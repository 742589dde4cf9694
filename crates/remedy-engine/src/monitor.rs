//! Health monitor
//!
//! One [`HealthMonitor::tick`] samples every tracked component concurrently,
//! updates the health board and returns the faults that need remediation.
//! A failing, slow or panicking source only affects its own component.

use crate::collaborators::MetricsSource;
use crate::error::SourceError;
use crate::health::HealthBoard;
use futures::future::join_all;
use futures::FutureExt;
use parking_lot::Mutex;
use remedy_core::{
    ComponentHealth, ComponentId, EngineConfig, Fault, FaultClassifier, HealthSample, MetricMap,
    Observation, ThresholdTable,
};
use std::collections::{BTreeMap, HashMap, VecDeque};
use std::panic::AssertUnwindSafe;
use std::sync::Arc;
use std::time::Duration;

type History = BTreeMap<String, VecDeque<f64>>;

/// Samples components and synthesizes faults
pub struct HealthMonitor {
    source: Arc<dyn MetricsSource>,
    board: Arc<HealthBoard>,
    classifier: FaultClassifier,
    thresholds: ThresholdTable,
    sample_timeout: Duration,
    history_window: usize,
    suppress_duplicates: bool,
    history: Mutex<HashMap<ComponentId, History>>,
}

impl HealthMonitor {
    /// Create a monitor from engine configuration
    #[must_use]
    pub fn new(config: &EngineConfig, source: Arc<dyn MetricsSource>, board: Arc<HealthBoard>) -> Self {
        Self {
            source,
            board,
            classifier: FaultClassifier::new(config.classifier.clone()),
            thresholds: config.thresholds.clone(),
            sample_timeout: config.sample_timeout(),
            history_window: config.history_window,
            suppress_duplicates: config.suppress_duplicate_faults,
            history: Mutex::new(HashMap::new()),
        }
    }

    /// Run one monitoring pass
    pub async fn tick(&self) -> Vec<Fault> {
        let components = self.board.components();
        let samples = join_all(components.iter().map(|c| self.sample(&c.id))).await;

        let mut faults = Vec::new();
        for (component, sample) in components.into_iter().zip(samples) {
            if let Some(fault) = self.observe(component.id, sample) {
                faults.push(fault);
            }
        }
        self.forget_deregistered();
        faults
    }

    async fn sample(&self, id: &ComponentId) -> Result<MetricMap, SourceError> {
        let call = AssertUnwindSafe(self.source.sample(id)).catch_unwind();
        match tokio::time::timeout(self.sample_timeout, call).await {
            Ok(Ok(result)) => result,
            Ok(Err(panic)) => Err(SourceError::Panicked(panic_message(panic.as_ref()))),
            Err(_) => Err(SourceError::Timeout(self.sample_timeout)),
        }
    }

    fn observe(&self, id: ComponentId, sample: Result<MetricMap, SourceError>) -> Option<Fault> {
        let observation = match sample {
            Ok(metrics) => {
                let health = self.thresholds.evaluate(&id, &metrics);
                let history = self.extend_history(&id, &metrics);
                self.board.record(
                    &id,
                    health,
                    Some(HealthSample::now(id.clone(), metrics.clone())),
                );
                Observation::sampled(id, health, metrics).with_history(history)
            }
            Err(error) => {
                tracing::warn!(component = %id, %error, "sampling failed");
                self.board.record(&id, ComponentHealth::Failed, None);
                Observation::sampling_failed(id, error.to_string())
            }
        };

        if !observation.health.needs_remediation() {
            return None;
        }
        if self.suppress_duplicates && self.board.has_open_fault(&observation.component) {
            tracing::debug!(
                component = %observation.component,
                "open fault already pending, skipping"
            );
            return None;
        }

        let fault = self.classifier.classify(observation);
        tracing::info!(
            fault = %fault.id,
            component = %fault.component,
            kind = %fault.kind,
            severity = %fault.severity,
            "fault detected"
        );
        Some(fault)
    }

    /// Push the latest values and return the windowed history
    fn extend_history(&self, id: &ComponentId, metrics: &MetricMap) -> BTreeMap<String, Vec<f64>> {
        let mut all = self.history.lock();
        let history = all.entry(id.clone()).or_default();
        for (name, value) in metrics {
            let window = history.entry(name.clone()).or_default();
            window.push_back(*value);
            while window.len() > self.history_window {
                window.pop_front();
            }
        }
        history
            .iter()
            .map(|(name, window)| (name.clone(), window.iter().copied().collect()))
            .collect()
    }

    fn forget_deregistered(&self) {
        self.history.lock().retain(|id, _| self.board.contains(id));
    }
}

impl std::fmt::Debug for HealthMonitor {
    fn fmt(&self, f: &mut std::fmt::Formatter<'_>) -> std::fmt::Result {
        f.debug_struct("HealthMonitor")
            .field("sample_timeout", &self.sample_timeout)
            .field("history_window", &self.history_window)
            .field("suppress_duplicates", &self.suppress_duplicates)
            .finish_non_exhaustive()
    }
}

pub(crate) fn panic_message(panic: &(dyn std::any::Any + Send)) -> String {
    if let Some(message) = panic.downcast_ref::<&str>() {
        (*message).to_string()
    } else if let Some(message) = panic.downcast_ref::<String>() {
        message.clone()
    } else {
        "non-string panic payload".to_string()
    }
}

#[cfg(test)]
mod tests {
    use super::*;
    use async_trait::async_trait;
    use remedy_core::{Component, FaultKind, FaultSource, Severity};

    struct Table(HashMap<&'static str, Result<MetricMap, &'static str>>);

    #[async_trait]
    impl MetricsSource for Table {
        async fn sample(&self, component: &ComponentId) -> Result<MetricMap, SourceError> {
            match self.0.get(component.as_str()) {
                Some(Ok(metrics)) => Ok(metrics.clone()),
                Some(Err("panic")) => panic!("probe exploded"),
                Some(Err("hang")) => {
                    tokio::time::sleep(Duration::from_secs(3600)).await;
                    Ok(MetricMap::new())
                }
                Some(Err(message)) => Err(SourceError::Unavailable((*message).to_string())),
                None => Ok(MetricMap::new()),
            }
        }
    }

    fn metrics(pairs: &[(&str, f64)]) -> MetricMap {
        pairs.iter().map(|(k, v)| ((*k).to_string(), *v)).collect()
    }

    fn monitor(source: Table, ids: &[&str]) -> (HealthMonitor, Arc<HealthBoard>) {
        let board = Arc::new(HealthBoard::new());
        for id in ids {
            board.register(Component::new(*id, *id));
        }
        let config = EngineConfig::new();
        let monitor = HealthMonitor::new(
            &EngineConfig {
                sample_timeout_ms: 50,
                ..config
            },
            Arc::new(source),
            Arc::clone(&board),
        );
        (monitor, board)
    }

    #[tokio::test]
    async fn critical_components_emit_faults() {
        let source = Table(HashMap::from([
            ("api", Ok(metrics(&[("cpu_usage", 95.0)]))),
            ("db", Ok(metrics(&[("cpu_usage", 20.0)]))),
            ("cache", Ok(metrics(&[("cpu_usage", 80.0)]))),
        ]));
        let (monitor, board) = monitor(source, &["api", "db", "cache"]);

        let faults = monitor.tick().await;

        assert_eq!(faults.len(), 1);
        assert_eq!(faults[0].component, ComponentId::new("api"));
        assert_eq!(faults[0].kind, FaultKind::ResourceExhaustion);
        assert_eq!(faults[0].source, FaultSource::Monitor);
        assert_eq!(board.observed(&"db".into()), Some(ComponentHealth::Healthy));
        assert_eq!(board.observed(&"cache".into()), Some(ComponentHealth::Degraded));
        assert!(board.last_sample(&"api".into()).is_some());
    }

    #[tokio::test]
    async fn sampling_failures_are_isolated() {
        let source = Table(HashMap::from([
            ("broken", Err("connection refused")),
            ("panicky", Err("panic")),
            ("slow", Err("hang")),
            ("fine", Ok(metrics(&[("cpu_usage", 10.0)]))),
        ]));
        let (monitor, board) = monitor(source, &["broken", "panicky", "slow", "fine"]);

        let faults = monitor.tick().await;

        assert_eq!(faults.len(), 3);
        for fault in &faults {
            assert_eq!(fault.kind, FaultKind::ConnectivityFailure);
            assert_eq!(fault.severity, Severity::Failed);
        }
        assert_eq!(board.observed(&"fine".into()), Some(ComponentHealth::Healthy));
        let slow = faults.iter().find(|f| f.component.as_str() == "slow").unwrap();
        assert!(slow.evidence.sample_error.as_deref().unwrap().contains("timed out"));
        let panicky = faults.iter().find(|f| f.component.as_str() == "panicky").unwrap();
        assert!(panicky.evidence.sample_error.as_deref().unwrap().contains("probe exploded"));
    }

    #[tokio::test]
    async fn open_faults_suppress_repeats() {
        let source = Table(HashMap::from([("api", Ok(metrics(&[("latency_ms", 3000.0)])))]));
        let (monitor, board) = monitor(source, &["api"]);

        assert_eq!(monitor.tick().await.len(), 1);
        board.fault_opened(&"api".into());
        assert!(monitor.tick().await.is_empty());
    }

    #[tokio::test]
    async fn history_window_is_bounded() {
        let source = Table(HashMap::from([("api", Ok(metrics(&[("cpu_usage", 50.0)])))]));
        let (monitor, _board) = monitor(source, &["api"]);

        for _ in 0..15 {
            monitor.tick().await;
        }
        let history = monitor.history.lock();
        assert_eq!(history[&ComponentId::new("api")]["cpu_usage"].len(), 10);
    }
}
- - - - - - -
# Task requirements
Whenever the string "await" turns up in a line of the data, copy that line.

# Exercise answer
        let samples = join_all(components.iter().map(|c| self.sample(&c.id))).await;
        match tokio::time::timeout(self.sample_timeout, call).await {
                    tokio::time::sleep(Duration::from_secs(3600)).await;
        let faults = monitor.tick().await;
        let faults = monitor.tick().await;
        assert_eq!(monitor.tick().await.len(), 1);
        assert!(monitor.tick().await.is_empty());
            monitor.tick().await;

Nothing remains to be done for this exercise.